[Saved data entries]
====================

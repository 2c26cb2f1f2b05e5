//! Rebuilding the exon structure across a junction

use crate::annotation::{Chromosome, GeneRef};
use crate::error::FerroError;
use crate::junction::breakpoint::{Breakpoint, VariantConnection};
use crate::structure::{
    merge_segments, split_exons, total_exons_length, KeepSide, Segment, StructureExon,
};
use serde::{Deserialize, Serialize};

/// The exon structure produced by joining breakpoint segments.
#[derive(Debug, Clone, PartialEq, Eq, Serialize, Deserialize)]
#[serde(rename_all = "camelCase")]
pub struct AlternativeStructure {
    pub consensus_exons: Vec<StructureExon>,
    /// Relative offset where the last joined segment starts
    pub breakpoint: i64,
    /// Shared chromosome of the joined breakpoints; `None` across chromosomes
    #[serde(default, skip_serializing_if = "Option::is_none")]
    pub chromosome: Option<Chromosome>,
    pub total_exons_length: i64,
}

impl AlternativeStructure {
    fn from_segments(
        segments: Vec<Segment>,
        chromosome: Option<Chromosome>,
        placeholder_length: i64,
    ) -> Self {
        let merged = merge_segments(segments, placeholder_length);
        let total = total_exons_length(&merged.consensus_exons);
        Self {
            consensus_exons: merged.consensus_exons,
            breakpoint: merged.breakpoint,
            chromosome,
            total_exons_length: total,
        }
    }

    /// Gene names in joined order, without repeats
    pub fn gene_names(&self) -> Vec<&str> {
        let mut names: Vec<&str> = Vec::new();
        for exon in &self.consensus_exons {
            if names.last() != Some(&exon.gene_name.as_str()) {
                names.push(&exon.gene_name);
            }
        }
        names
    }
}

/// A junction whose ends lie on different chromosomes. No exon structure is
/// rebuilt for it; it is shown by its coordinates.
#[derive(Debug, Clone, PartialEq, Eq, Serialize, Deserialize)]
#[serde(rename_all = "camelCase")]
pub struct JunctionLabel {
    /// Index into the analysis connections
    pub connection_index: usize,
    pub label: String,
}

fn breakpoint_at(breakpoints: &[Breakpoint], index: usize) -> Result<&Breakpoint, FerroError> {
    breakpoints.get(index).ok_or_else(|| FerroError::InvalidConnection {
        msg: format!(
            "breakpoint {} does not exist ({} breakpoints)",
            index,
            breakpoints.len()
        ),
    })
}

/// Cut the selected gene at breakpoint `index`, keeping one side.
///
/// A breakpoint without a gene yields an empty segment named `empty_{index}`.
pub fn breakpoint_segment(
    breakpoints: &[Breakpoint],
    index: usize,
    keep: KeepSide,
    reverse: bool,
) -> Result<Segment, FerroError> {
    let breakpoint = breakpoint_at(breakpoints, index)?;
    let structure = match breakpoint.gene() {
        Some(GeneRef::Real(structure)) => structure,
        Some(GeneRef::Empty { name }) => {
            return Ok(Segment::Empty {
                gene_name: name.clone(),
            })
        }
        None => {
            return Ok(Segment::Empty {
                gene_name: format!("empty_{}", index),
            })
        }
    };

    let position = breakpoint
        .relative_positions
        .get(&structure.name)
        .copied()
        .unwrap_or_else(|| structure.relative_position(breakpoint.position));
    let neighbors: Vec<i64> = breakpoints
        .iter()
        .filter_map(|b| b.relative_positions.get(&structure.name).copied())
        .collect();

    Ok(Segment::Exons(split_exons(
        &structure.consensus_exons,
        position,
        &neighbors,
        keep,
        reverse,
    )))
}

fn shared_chromosome(a: &Breakpoint, b: &Breakpoint) -> Option<Chromosome> {
    if a.chromosome.same_as(&b.chromosome) {
        Some(a.chromosome.clone())
    } else {
        None
    }
}

/// Whether the ends of `connection` lie on the same chromosome.
pub fn is_local_junction(
    connection: &VariantConnection,
    breakpoints: &[Breakpoint],
) -> Result<bool, FerroError> {
    let start = breakpoint_at(breakpoints, connection.start.breakpoint_index)?;
    let end = breakpoint_at(breakpoints, connection.end.breakpoint_index)?;
    Ok(shared_chromosome(start, end).is_some())
}

/// Coordinate label `chr:pos -> chr:pos` for the ends of `connection`.
pub fn junction_label(
    connection: &VariantConnection,
    breakpoints: &[Breakpoint],
) -> Result<String, FerroError> {
    let start = breakpoint_at(breakpoints, connection.start.breakpoint_index)?;
    let end = breakpoint_at(breakpoints, connection.end.breakpoint_index)?;
    Ok(format!(
        "{}:{} -> {}:{}",
        start.chromosome.name, start.position, end.chromosome.name, end.position
    ))
}

/// Join the two ends of `connection`.
///
/// The start end keeps the side its attachment points at; the end end keeps
/// the side its attachment points at and is mirrored when the attachment
/// orientation flips across the junction. With `reverse` the junction is read
/// from the end breakpoint, so the segments are concatenated end-first.
pub fn recover_alternative_structure(
    connection: &VariantConnection,
    breakpoints: &[Breakpoint],
    reverse: bool,
    placeholder_length: i64,
) -> Result<AlternativeStructure, FerroError> {
    let start = connection.start;
    let end = connection.end;

    let left_reverse = if reverse {
        start.attached_at_right
    } else {
        !start.attached_at_right
    };
    let right_reverse = if reverse {
        !end.attached_at_right
    } else {
        end.attached_at_right
    };

    let left = breakpoint_segment(
        breakpoints,
        start.breakpoint_index,
        KeepSide::from_take_left(start.attached_at_right),
        left_reverse,
    )?;
    let right = breakpoint_segment(
        breakpoints,
        end.breakpoint_index,
        KeepSide::from_take_left(end.attached_at_right),
        right_reverse,
    )?;

    let chromosome = shared_chromosome(
        breakpoint_at(breakpoints, start.breakpoint_index)?,
        breakpoint_at(breakpoints, end.breakpoint_index)?,
    );
    let segments = if reverse {
        vec![right, left]
    } else {
        vec![left, right]
    };
    Ok(AlternativeStructure::from_segments(
        segments,
        chromosome,
        placeholder_length,
    ))
}

/// Structures of a tandem duplication.
///
/// The region is cut four ways: outside and inside of the start breakpoint,
/// inside and outside of the end breakpoint. When both ends fall in the same
/// gene the result is one structure `outer-left + core + core + outer-right`;
/// otherwise three: the start junction, the duplicated join and the end
/// junction.
pub fn recover_duplication_structures(
    breakpoints: &[Breakpoint],
    connection: &VariantConnection,
    placeholder_length: i64,
) -> Result<Vec<AlternativeStructure>, FerroError> {
    let start = connection.start;
    let end = connection.end;

    let left_outer = breakpoint_segment(
        breakpoints,
        start.breakpoint_index,
        KeepSide::from_take_left(!start.attached_at_right),
        false,
    )?;
    let left = breakpoint_segment(
        breakpoints,
        start.breakpoint_index,
        KeepSide::from_take_left(start.attached_at_right),
        false,
    )?;
    let right = breakpoint_segment(
        breakpoints,
        end.breakpoint_index,
        KeepSide::from_take_left(end.attached_at_right),
        false,
    )?;
    let right_outer = breakpoint_segment(
        breakpoints,
        end.breakpoint_index,
        KeepSide::from_take_left(!end.attached_at_right),
        false,
    )?;

    let start_bp = breakpoint_at(breakpoints, start.breakpoint_index)?;
    let end_bp = breakpoint_at(breakpoints, end.breakpoint_index)?;
    let chromosome = shared_chromosome(start_bp, end_bp);
    let same_gene = match (start_bp.gene(), end_bp.gene()) {
        (Some(a), Some(b)) => a.name() == b.name(),
        _ => false,
    };

    let structure = |segments: Vec<Segment>| {
        AlternativeStructure::from_segments(segments, chromosome.clone(), placeholder_length)
    };

    if same_gene {
        Ok(vec![structure(vec![left_outer, left.clone(), left, right_outer])])
    } else {
        Ok(vec![
            structure(vec![left_outer, left.clone()]),
            structure(vec![right.clone(), left]),
            structure(vec![right, right_outer]),
        ])
    }
}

====================

▶ [Work order]
Search the records for lines holding the word "outside", then copy each line you find.

▶ [Reply to the exercise]
/// The region is cut four ways: outside and inside of the start breakpoint,
/// inside and outside of the end breakpoint. When both ends fall in the same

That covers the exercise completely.